[Extracted records]
-- Opening Marker --

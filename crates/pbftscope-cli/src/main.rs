//! pbftscope command-line driver.
//!
//! Runs the PBFT simulator headlessly, records its checkpoint history, and
//! replays recordings at any point in simulated time.
//!
//! # Quick Start
//!
//! ```bash
//! # Run the demonstration scenario for one simulated second
//! pbftscope run
//!
//! # Stop the primary once the first request is in flight, keep a recording
//! pbftscope run --stop 1 --record faulty.json
//!
//! # Inspect the recording at 250ms
//! pbftscope replay faulty.json --at 250000
//! ```

mod commands;
mod report;
mod style;

use std::path::PathBuf;

use anyhow::Result;
use clap::{Parser, Subcommand};

/// pbftscope - a PBFT simulator with time travel.
#[derive(Parser)]
#[command(name = "pbftscope")]
#[command(author, version, about, long_about = None)]
#[command(propagate_version = true)]
struct Cli {
    /// Project directory to load pbftscope.toml from.
    #[arg(short = 'C', long, global = true, default_value = ".")]
    project: PathBuf,

    /// Disable colored output.
    #[arg(long, global = true)]
    no_color: bool,

    #[command(subcommand)]
    command: Commands,
}

#[derive(Subcommand)]
enum Commands {
    /// Drive a simulation forward and report the final cluster state.
    Run {
        /// Simulated microseconds to run (overrides run.duration).
        #[arg(short, long)]
        duration: Option<u64>,

        /// Simulated microseconds per step (overrides run.tick).
        #[arg(short, long)]
        tick: Option<u64>,

        /// Seed for latency and jitter (overrides protocol.seed).
        #[arg(short, long)]
        seed: Option<u64>,

        /// Number of replicas (overrides protocol.replicas).
        #[arg(short = 'n', long)]
        replicas: Option<usize>,

        /// Start from a bare cluster instead of the demonstration scenario.
        #[arg(long)]
        no_scenario: bool,

        /// Stop these replicas at --fault-at.
        #[arg(long, value_name = "REPLICA")]
        stop: Vec<u8>,

        /// Drop every commit this replica sends from --fault-at onward.
        #[arg(long, value_name = "REPLICA")]
        drop_commits_from: Option<u8>,

        /// Simulated microsecond at which faults are injected.
        #[arg(long, default_value_t = pbftscope_sim::SCENARIO_REQUEST_DELAY)]
        fault_at: u64,

        /// Write the checkpoint history here (.json or .bin).
        #[arg(short, long)]
        record: Option<PathBuf>,

        /// Print a JSON report instead of a table.
        #[arg(long)]
        json: bool,
    },

    /// Load a recording and report the cluster at a point in time.
    Replay {
        /// Recording written by `run --record`.
        recording: PathBuf,

        /// Simulated microsecond to seek to (default: end of the recording).
        #[arg(short, long)]
        at: Option<u64>,

        /// Print a JSON report instead of a table.
        #[arg(long)]
        json: bool,
    },

    /// Print the effective configuration.
    Config {
        /// Output format (toml, json).
        #[arg(short, long, default_value = "toml")]
        format: String,
    },
}

fn main() -> Result<()> {
    // Initialize logging
    tracing_subscriber::fmt()
        .with_env_filter(
            tracing_subscriber::EnvFilter::from_default_env()
                .add_directive(tracing::Level::WARN.into()),
        )
        .with_writer(std::io::stderr)
        .init();

    let cli = Cli::parse();
    style::init(cli.no_color);

    match cli.command {
        Commands::Run {
            duration,
            tick,
            seed,
            replicas,
            no_scenario,
            stop,
            drop_commits_from,
            fault_at,
            record,
            json,
        } => commands::run::run(
            &cli.project,
            &commands::run::RunArgs {
                duration,
                tick,
                seed,
                replicas,
                no_scenario,
                stop,
                drop_commits_from,
                fault_at,
                record,
                json,
            },
        ),
        Commands::Replay {
            recording,
            at,
            json,
        } => commands::replay::run(&cli.project, &recording, at, json),
        Commands::Config { format } => commands::config::show(&cli.project, &format),
    }
}
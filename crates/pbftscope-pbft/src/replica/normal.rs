//! Normal-operation handlers: request intake, pre-prepare, prepare, commit,
//! and reply.

use pbftscope_types::{Digest, NodeId, ReplicaId, SeqNumber, SimTime};
use tracing::{debug, warn};

use crate::client::PendingClientRequest;
use crate::message::{
    ClientRequest, Commit, Direction, Envelope, ExecutionResult, Message, MessagePayload,
    PrePrepare, Prepare, Reply, Request,
};

use super::{Effect, LogEntry, Phase, ProtocolContext, Replica, ReplicaOutput, ReplicaStatus};

impl Replica {
    /// Routes a delivered message to its handler.
    pub(crate) fn on_message(
        &mut self,
        message: Message,
        ctx: &mut ProtocolContext<'_>,
    ) -> ReplicaOutput {
        if message.direction != Direction::Request {
            return ReplicaOutput::empty();
        }
        let Some(from) = message.from_replica() else {
            return match message.payload {
                MessagePayload::ClientRequest(request) => {
                    self.on_client_request(request, message.recv_time, ctx)
                }
                _ => ReplicaOutput::empty(),
            };
        };

        match message.payload {
            MessagePayload::PrePrepare(pre_prepare) => self.on_pre_prepare(from, pre_prepare, ctx),
            MessagePayload::Prepare(prepare) => self.on_prepare(from, prepare, ctx),
            MessagePayload::Commit(commit) => self.on_commit(from, commit, ctx),
            MessagePayload::ViewChange(view_change) => {
                self.on_view_change(from, view_change.new_view, ctx)
            }
            MessagePayload::NewView(new_view) => self.on_new_view(from, new_view, ctx),
            MessagePayload::ClientRequest(_) | MessagePayload::Reply(_) => ReplicaOutput::empty(),
        }
    }

    // ========================================================================
    // Request Intake
    // ========================================================================

    /// A client request reaching the primary becomes the pending request,
    /// with a short dwell measured from its arrival.
    fn on_client_request(
        &mut self,
        request: Request,
        recv_time: SimTime,
        ctx: &mut ProtocolContext<'_>,
    ) -> ReplicaOutput {
        debug!(replica = %self.id, request = %request.request, "received client request");
        if !self.is_primary() {
            return ReplicaOutput::empty();
        }

        ReplicaOutput {
            messages: Vec::new(),
            effects: vec![Effect::RequestReceived {
                request: request.request,
                process_after: recv_time.after(ctx.timings.min_rpc_latency),
            }],
        }
    }

    // ========================================================================
    // Phase 1: Pre-prepare
    // ========================================================================

    /// Primary duty: assign the next sequence number to the pending request
    /// and broadcast it.
    pub(crate) fn order_pending(
        &mut self,
        pending: &PendingClientRequest,
        ctx: &mut ProtocolContext<'_>,
    ) -> ReplicaOutput {
        if self.status != ReplicaStatus::Leader || !pending.ready_for(self.id, ctx.now) {
            return ReplicaOutput::empty();
        }

        let request = pending.request;
        let digest = request.digest();
        self.sequence_number = self.sequence_number.next();
        let sequence = self.sequence_number;

        debug!(replica = %self.id, view = %self.view, seq = %sequence, "sending pre-prepare");

        self.log.push(LogEntry {
            term: self.term,
            request,
            sequence,
            phase: Phase::PrePrepare,
        });

        let payload = MessagePayload::PrePrepare(PrePrepare {
            view: self.view,
            sequence,
            digest,
            request: Some(request),
        });
        let mut output = self.broadcast_output(&payload);
        output.effects.push(Effect::RequestOrdered { sequence });
        output
    }

    fn on_pre_prepare(
        &mut self,
        from: ReplicaId,
        pre_prepare: PrePrepare,
        ctx: &mut ProtocolContext<'_>,
    ) -> ReplicaOutput {
        if from != self.primary() || pre_prepare.view != self.view {
            debug!(
                replica = %self.id,
                %from,
                view = %pre_prepare.view,
                current = %self.view,
                "ignoring pre-prepare"
            );
            return ReplicaOutput::empty();
        }

        self.reset_alarm(ctx);

        let Some(request) = pre_prepare.request else {
            warn!(replica = %self.id, %from, seq = %pre_prepare.sequence, "pre-prepare without request");
            return ReplicaOutput::empty();
        };

        self.send_prepare(pre_prepare.sequence, pre_prepare.digest, request)
    }

    // ========================================================================
    // Phase 2: Prepare
    // ========================================================================

    fn send_prepare(
        &mut self,
        sequence: SeqNumber,
        digest: Digest,
        request: ClientRequest,
    ) -> ReplicaOutput {
        debug!(replica = %self.id, seq = %sequence, "sending prepare");

        self.prepare_votes.record(sequence, self.id, digest);

        let entry = LogEntry {
            term: self.term,
            request,
            sequence,
            phase: Phase::Prepare,
        };
        match self.log.iter_mut().find(|e| e.sequence == sequence) {
            Some(existing) if existing.phase < Phase::Prepare => *existing = entry,
            Some(_) => {}
            None => self.log.push(entry),
        }

        let payload = MessagePayload::Prepare(Prepare {
            view: self.view,
            sequence,
            digest,
        });
        let mut output = self.broadcast_output(&payload);
        output.merge(self.check_prepare_quorum(sequence, digest));
        output
    }

    fn on_prepare(
        &mut self,
        from: ReplicaId,
        prepare: Prepare,
        ctx: &mut ProtocolContext<'_>,
    ) -> ReplicaOutput {
        if prepare.view == self.view {
            self.reset_alarm(ctx);
            self.prepare_votes.record(prepare.sequence, from, prepare.digest);
            self.check_prepare_quorum(prepare.sequence, prepare.digest)
        } else if prepare.view > self.view {
            debug!(replica = %self.id, view = %prepare.view, "prepare from higher view");
            self.adopt_view(prepare.view, ctx);
            self.prepare_votes.reseed(prepare.sequence, from, prepare.digest);
            ReplicaOutput::empty()
        } else {
            debug!(replica = %self.id, %from, view = %prepare.view, "ignoring stale prepare");
            ReplicaOutput::empty()
        }
    }

    /// On `2f + 1` matching prepares, moves to commit. Fires once per
    /// sequence: a replica that already cast its commit vote does nothing.
    fn check_prepare_quorum(&mut self, sequence: SeqNumber, digest: Digest) -> ReplicaOutput {
        let count = self.prepare_votes.matching(sequence, digest);
        debug!(replica = %self.id, seq = %sequence, count, "prepare votes");

        if count < self.config.agreement_quorum() || self.commit_votes.has_voted(sequence, self.id)
        {
            return ReplicaOutput::empty();
        }
        self.send_commit(sequence, digest)
    }

    // ========================================================================
    // Phase 3: Commit
    // ========================================================================

    fn send_commit(&mut self, sequence: SeqNumber, digest: Digest) -> ReplicaOutput {
        debug!(replica = %self.id, seq = %sequence, "reached prepare quorum, sending commit");

        self.commit_votes.record(sequence, self.id, digest);
        if let Some(entry) = self.log.iter_mut().find(|e| e.sequence == sequence) {
            entry.phase = entry.phase.max(Phase::Commit);
        }

        let payload = MessagePayload::Commit(Commit {
            view: self.view,
            sequence,
            digest,
        });
        let mut output = self.broadcast_output(&payload);
        output.merge(self.check_commit_quorum(sequence, digest));
        output
    }

    fn on_commit(
        &mut self,
        from: ReplicaId,
        commit: Commit,
        ctx: &mut ProtocolContext<'_>,
    ) -> ReplicaOutput {
        if commit.view == self.view {
            self.reset_alarm(ctx);
            self.commit_votes.record(commit.sequence, from, commit.digest);
            self.check_commit_quorum(commit.sequence, commit.digest)
        } else if commit.view > self.view {
            debug!(replica = %self.id, view = %commit.view, "commit from higher view");
            self.adopt_view(commit.view, ctx);
            self.commit_votes.reseed(commit.sequence, from, commit.digest);
            ReplicaOutput::empty()
        } else {
            debug!(replica = %self.id, %from, view = %commit.view, "ignoring stale commit");
            ReplicaOutput::empty()
        }
    }

    /// On `2f + 1` matching commits, advances the commit index and replies.
    fn check_commit_quorum(&mut self, sequence: SeqNumber, digest: Digest) -> ReplicaOutput {
        let count = self.commit_votes.matching(sequence, digest);
        debug!(replica = %self.id, seq = %sequence, count, "commit votes");

        if count < self.config.agreement_quorum() {
            return ReplicaOutput::empty();
        }
        self.commit_index = self.commit_index.max(sequence);
        self.send_reply(sequence)
    }

    // ========================================================================
    // Phase 4: Reply
    // ========================================================================

    /// Executes `sequence` and replies to the client, once per entry.
    fn send_reply(&mut self, sequence: SeqNumber) -> ReplicaOutput {
        let Some(entry) = self.log.iter_mut().find(|e| e.sequence == sequence) else {
            return ReplicaOutput::empty();
        };
        if entry.phase == Phase::Reply {
            return ReplicaOutput::empty();
        }
        entry.phase = Phase::Reply;

        debug!(replica = %self.id, seq = %sequence, "reached commit quorum, replying");

        let reply = MessagePayload::Reply(Reply {
            view: self.view,
            sequence,
            result: ExecutionResult::for_sequence(sequence),
        });
        ReplicaOutput::with_messages(vec![Envelope {
            to: NodeId::Client(self.config.client_id()),
            payload: reply,
        }])
    }
}
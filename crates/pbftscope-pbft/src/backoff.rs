//! Per-replica exponential backoff for view-change alarms.
//!
//! A replica that keeps timing out waits longer each time (growth 1.5×,
//! multiplier capped at 3×). Valid in-view traffic decays the factor back
//! toward 1, and installing a new primary resets it.

use std::collections::BTreeMap;
use std::collections::btree_map::Entry;

use pbftscope_types::{ReplicaId, SimTime};
use serde::{Deserialize, Serialize};

use crate::rng::SimRng;

const GROWTH: f64 = 1.5;
const CAP: f64 = 3.0;
const DECAY: f64 = 0.7;
const JITTER_LOW: f64 = 0.9;
const JITTER_HIGH: f64 = 1.1;

/// Backoff factor per replica. Owned by the cluster snapshot.
#[derive(Debug, Clone, Default, PartialEq, Serialize, Deserialize)]
pub struct ViewChangeBackoff {
    factors: BTreeMap<ReplicaId, f64>,
}

impl ViewChangeBackoff {
    pub fn new() -> Self {
        Self::default()
    }

    /// Computes the next view-change deadline for `replica` and advances its
    /// backoff.
    ///
    /// The first alarm for a replica uses the bare timeout and records a
    /// factor of 1. Later alarms multiply the timeout by the current factor
    /// (capped), then grow the factor. Both apply a jitter in `[0.9, 1.1)`.
    pub fn next_alarm(
        &mut self,
        replica: ReplicaId,
        now: SimTime,
        timeout: u64,
        rng: &mut SimRng,
    ) -> SimTime {
        let multiplier = match self.factors.entry(replica) {
            Entry::Vacant(slot) => {
                slot.insert(1.0);
                1.0
            }
            Entry::Occupied(mut slot) => {
                let factor = slot.get_mut();
                let current = factor.min(CAP);
                *factor *= GROWTH;
                current
            }
        };
        let jitter = rng.factor(JITTER_LOW..JITTER_HIGH);
        now.after((timeout as f64 * multiplier * jitter) as u64)
    }

    /// Shrinks the factor after valid traffic, never below 1.
    pub fn decay(&mut self, replica: ReplicaId) {
        if let Some(factor) = self.factors.get_mut(&replica) {
            *factor = (*factor * DECAY).max(1.0);
        }
    }

    /// Resets the factor to 1.
    pub fn reset(&mut self, replica: ReplicaId) {
        self.factors.insert(replica, 1.0);
    }

    /// Forgets every replica's history.
    pub fn clear(&mut self) {
        self.factors.clear();
    }

    pub fn factor(&self, replica: ReplicaId) -> Option<f64> {
        self.factors.get(&replica).copied()
    }
}

#[cfg(test)]
mod tests {
    #![allow(clippy::float_cmp)]

    use super::*;

    const TIMEOUT: u64 = 100_000;

    #[test]
    fn first_alarm_uses_base_timeout() {
        let mut backoff = ViewChangeBackoff::new();
        let mut rng = SimRng::new(5);
        let id = ReplicaId::new(1);

        let alarm = backoff.next_alarm(id, SimTime::ZERO, TIMEOUT, &mut rng);
        assert!((90_000..=110_000).contains(&alarm.as_micros()));
        assert_eq!(backoff.factor(id), Some(1.0));
    }

    #[test]
    fn factor_grows_and_caps() {
        let mut backoff = ViewChangeBackoff::new();
        let mut rng = SimRng::new(5);
        let id = ReplicaId::new(2);

        for _ in 0..10 {
            backoff.next_alarm(id, SimTime::ZERO, TIMEOUT, &mut rng);
        }
        // Factor keeps growing, but the multiplier applied is capped.
        assert!(backoff.factor(id).unwrap() > CAP);
        let alarm = backoff.next_alarm(id, SimTime::ZERO, TIMEOUT, &mut rng);
        assert!(alarm.as_micros() <= 330_000);
        assert!(alarm.as_micros() >= 270_000);
    }

    #[test]
    fn decay_floors_at_one() {
        let mut backoff = ViewChangeBackoff::new();
        let mut rng = SimRng::new(5);
        let id = ReplicaId::new(3);

        backoff.decay(id);
        assert_eq!(backoff.factor(id), None);

        backoff.next_alarm(id, SimTime::ZERO, TIMEOUT, &mut rng);
        backoff.next_alarm(id, SimTime::ZERO, TIMEOUT, &mut rng);
        assert_eq!(backoff.factor(id), Some(1.5));

        backoff.decay(id);
        assert!((backoff.factor(id).unwrap() - 1.05).abs() < 1e-9);
        backoff.decay(id);
        assert_eq!(backoff.factor(id), Some(1.0));

        backoff.next_alarm(id, SimTime::ZERO, TIMEOUT, &mut rng);
        backoff.reset(id);
        assert_eq!(backoff.factor(id), Some(1.0));
    }
}
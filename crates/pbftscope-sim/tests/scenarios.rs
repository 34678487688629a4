//! End-to-end protocol scenarios driven through the simulation facade.

use pbftscope_pbft::{MessageKind, ProtocolConfig, ReplicaStatus};
use pbftscope_sim::{SCENARIO_REQUEST_DELAY, Simulation};
use pbftscope_types::{NodeId, ReplicaId, SeqNumber, SimTime, ViewNumber};
use test_case::test_case;

const TICK: u64 = 1_000;

fn at(micros: u64) -> SimTime {
    SimTime::from_micros(micros)
}

fn scenario(replicas: usize) -> Simulation {
    let config = ProtocolConfig {
        replicas,
        auto_requests: false,
        ..ProtocolConfig::default()
    };
    let mut sim = Simulation::new(&config).unwrap();
    sim.setup_scenario().unwrap();
    sim
}

#[test]
fn scheduled_request_commits() {
    let mut sim = scenario(5);

    sim.run_until(at(SCENARIO_REQUEST_DELAY - TICK), TICK).unwrap();
    assert!(sim.cluster().pending_request().is_none());

    sim.run_until(at(SCENARIO_REQUEST_DELAY), TICK).unwrap();
    let pending = sim.cluster().pending_request().unwrap();
    assert_eq!(pending.primary, Some(ReplicaId::new(1)));
    assert!(sim.time_model().timers().is_empty());

    sim.run_until(at(200_000), TICK).unwrap();
    let cluster = sim.cluster();
    assert!(cluster.client().unwrap().accepted_result(SeqNumber::new(1)).is_some());
    assert!(cluster.pending_request().is_none());
    for replica in cluster.replicas() {
        assert_eq!(replica.commit_index(), SeqNumber::new(1));
    }
}

#[test]
fn client_accepts_on_second_reply() {
    let mut sim = scenario(5);
    // Request at 10ms, ordered at 35ms, replies sent at 95ms land at 125ms.
    sim.run_until(at(124_000), TICK).unwrap();
    assert!(sim.cluster().client().unwrap().accepted().is_empty());

    let replies: Vec<_> = sim
        .cluster()
        .messages()
        .iter()
        .filter(|m| m.kind() == MessageKind::Reply)
        .map(|m| m.id)
        .collect();
    assert_eq!(replies.len(), 5);

    // Leave exactly two replies in flight.
    for id in &replies[2..] {
        sim.drop_message(*id).unwrap();
    }
    sim.run_until(at(130_000), TICK).unwrap();
    assert!(sim.cluster().client().unwrap().accepted_result(SeqNumber::new(1)).is_some());
}

#[test]
fn one_reply_is_not_enough() {
    let mut sim = scenario(5);
    sim.run_until(at(124_000), TICK).unwrap();

    let replies: Vec<_> = sim
        .cluster()
        .messages()
        .iter()
        .filter(|m| m.kind() == MessageKind::Reply)
        .map(|m| m.id)
        .collect();
    for id in &replies[1..] {
        sim.drop_message(*id).unwrap();
    }

    sim.run_until(at(200_000), TICK).unwrap();
    let client = sim.cluster().client().unwrap();
    assert!(client.accepted().is_empty());
    assert_eq!(client.replies()[&SeqNumber::new(1)].len(), 1);
    assert!(sim.cluster().pending_request().is_some());
}

#[test]
fn stopped_primary_triggers_view_change() {
    let mut sim = scenario(5);
    sim.run_until(at(SCENARIO_REQUEST_DELAY), TICK).unwrap();
    sim.stop(ReplicaId::new(1)).unwrap();

    sim.run_until(at(400_000), TICK).unwrap();
    let cluster = sim.cluster();
    let primaries: Vec<_> = cluster.primaries().map(|r| r.id()).collect();
    assert_eq!(primaries, vec![ReplicaId::new(2)]);
    assert!(
        cluster
            .replicas()
            .iter()
            .filter(|r| !r.is_stopped())
            .all(|r| r.view() == ViewNumber::new(1))
    );
    assert!(cluster.client().unwrap().accepted_result(SeqNumber::new(1)).is_some());
}

#[test]
fn restarted_replica_catches_up_to_view() {
    let mut sim = scenario(5);
    sim.run_until(at(SCENARIO_REQUEST_DELAY), TICK).unwrap();
    sim.stop(ReplicaId::new(1)).unwrap();
    sim.run_until(at(400_000), TICK).unwrap();

    sim.restart(ReplicaId::new(1)).unwrap();
    let replica = sim.cluster().replica(ReplicaId::new(1)).unwrap();
    assert_eq!(replica.status(), ReplicaStatus::Follower);
    assert_eq!(replica.view(), ViewNumber::new(1));
    assert!(replica.prepare_votes().is_empty());
}

#[test]
fn resume_all_restores_a_single_primary() {
    let mut sim = scenario(5);
    sim.run_until(at(SCENARIO_REQUEST_DELAY), TICK).unwrap();
    sim.stop(ReplicaId::new(1)).unwrap();
    sim.stop(ReplicaId::new(4)).unwrap();
    sim.run_until(at(400_000), TICK).unwrap();

    sim.resume_all().unwrap();
    let cluster = sim.cluster();
    assert!(cluster.replicas().iter().all(|r| !r.is_stopped()));
    let views: Vec<_> = cluster.replicas().iter().map(|r| r.view()).collect();
    assert!(views.windows(2).all(|w| w[0] == w[1]));
    assert_eq!(cluster.primaries().count(), 1);
    assert!(cluster.pending_request().is_some());
}

#[test]
fn dropped_commits_from_one_replica_are_tolerated() {
    let mut sim = scenario(5);
    // Prepares land at 70ms and the commits go out in the same step.
    sim.run_until(at(70_000), TICK).unwrap();

    let from_five: Vec<_> = sim
        .cluster()
        .messages()
        .iter()
        .filter(|m| m.kind() == MessageKind::Commit && m.from == NodeId::Replica(ReplicaId::new(5)))
        .map(|m| m.id)
        .collect();
    assert_eq!(from_five.len(), 4);
    for id in from_five {
        sim.drop_message(id).unwrap();
    }

    sim.run_until(at(200_000), TICK).unwrap();
    assert!(
        sim.cluster()
            .replicas()
            .iter()
            .all(|r| r.commit_index() == SeqNumber::new(1))
    );
}

#[test_case(4; "f = 1, minimum")]
#[test_case(7; "f = 2")]
#[test_case(10; "f = 3")]
fn cluster_sizes_commit(replicas: usize) {
    let mut sim = scenario(replicas);
    sim.run_until(at(200_000), TICK).unwrap();

    let cluster = sim.cluster();
    assert_eq!(cluster.replicas().len(), replicas);
    assert!(cluster.client().unwrap().accepted_result(SeqNumber::new(1)).is_some());
}

#[test]
fn invalid_cluster_size_is_rejected() {
    let config = ProtocolConfig {
        replicas: 3,
        ..ProtocolConfig::default()
    };
    assert!(Simulation::new(&config).is_err());
}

-- Closing Marker --

- What to do: Take each line above that holds the string "demonstration" and copy it.

- Response area:
//! # Run the demonstration scenario for one simulated second
        /// Start from a bare cluster instead of the demonstration scenario.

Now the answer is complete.